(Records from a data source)
##########

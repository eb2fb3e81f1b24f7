//! Header row normalization shared by the CSV and workbook readers.

use std::collections::{HashMap, HashSet};

/// Placeholder name given to blank spreadsheet header cells.
pub const BLANK_HEADER: &str = "__EMPTY";

/// Normalizes a header value by trimming whitespace and a leading BOM.
pub fn normalize_header(value: &str) -> String {
    value.trim_start_matches('\u{feff}').trim().to_string()
}

/// Makes header names unique.
///
/// Repeated names get a numeric suffix (`name`, `name_1`, `name_2`). When
/// `blank` is given, blank headers are replaced with that placeholder before
/// de-duplication, so several blank cells become `__EMPTY`, `__EMPTY_1`, ...
pub fn unique_headers<I, S>(headers: I, blank: Option<&str>) -> Vec<String>
where
    I: IntoIterator<Item = S>,
    S: AsRef<str>,
{
    let mut used: HashSet<String> = HashSet::new();
    // Next suffix to try per base name, so repeats never rescan from `_1`.
    let mut next_suffix: HashMap<String, usize> = HashMap::new();
    let mut result = Vec::new();

    for header in headers {
        let mut base = normalize_header(header.as_ref());
        if base.is_empty()
            && let Some(placeholder) = blank
        {
            base = placeholder.to_string();
        }

        let candidate = if used.contains(&base) {
            let suffix = next_suffix.entry(base.clone()).or_insert(1);
            let mut candidate = format!("{base}_{suffix}");
            while used.contains(&candidate) {
                *suffix += 1;
                candidate = format!("{base}_{suffix}");
            }
            *suffix += 1;
            candidate
        } else {
            base
        };
        used.insert(candidate.clone());
        result.push(candidate);
    }

    result
}

#[cfg(test)]
mod tests {
    use super::*;

    #[test]
    fn test_normalize_header() {
        assert_eq!(normalize_header("\u{feff}name "), "name");
        assert_eq!(normalize_header("  city"), "city");
    }

    #[test]
    fn test_unique_headers_suffixes_duplicates() {
        let headers = unique_headers(["name", "city", "name", "name"], None);
        assert_eq!(headers, vec!["name", "city", "name_1", "name_2"]);
    }

    #[test]
    fn test_unique_headers_blank_placeholder() {
        let headers = unique_headers(["name", "", " "], Some(BLANK_HEADER));
        assert_eq!(headers, vec!["name", "__EMPTY", "__EMPTY_1"]);
    }

    #[test]
    fn test_unique_headers_skips_names_already_taken() {
        let headers = unique_headers(["name_1", "name", "name", "name"], None);
        assert_eq!(headers, vec!["name_1", "name", "name_2", "name_3"]);
    }

    #[test]
    fn test_unique_headers_many_blank_cells() {
        let count = 16_384;
        let headers = unique_headers(std::iter::repeat_n("", count), Some(BLANK_HEADER));

        assert_eq!(headers.len(), count);
        assert_eq!(headers[0], "__EMPTY");
        assert_eq!(headers[count - 1], format!("__EMPTY_{}", count - 1));
        let distinct: HashSet<&String> = headers.iter().collect();
        assert_eq!(distinct.len(), count);
    }

    #[test]
    fn test_unique_headers_keeps_blank_without_placeholder() {
        let headers = unique_headers(["", "name"], None);
        assert_eq!(headers, vec!["", "name"]);
    }
}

##########

■ Task to carry out ■
Looking at the entries above, say how many lines contain the word "count". Only the number is wanted.

■ Written reply ■
5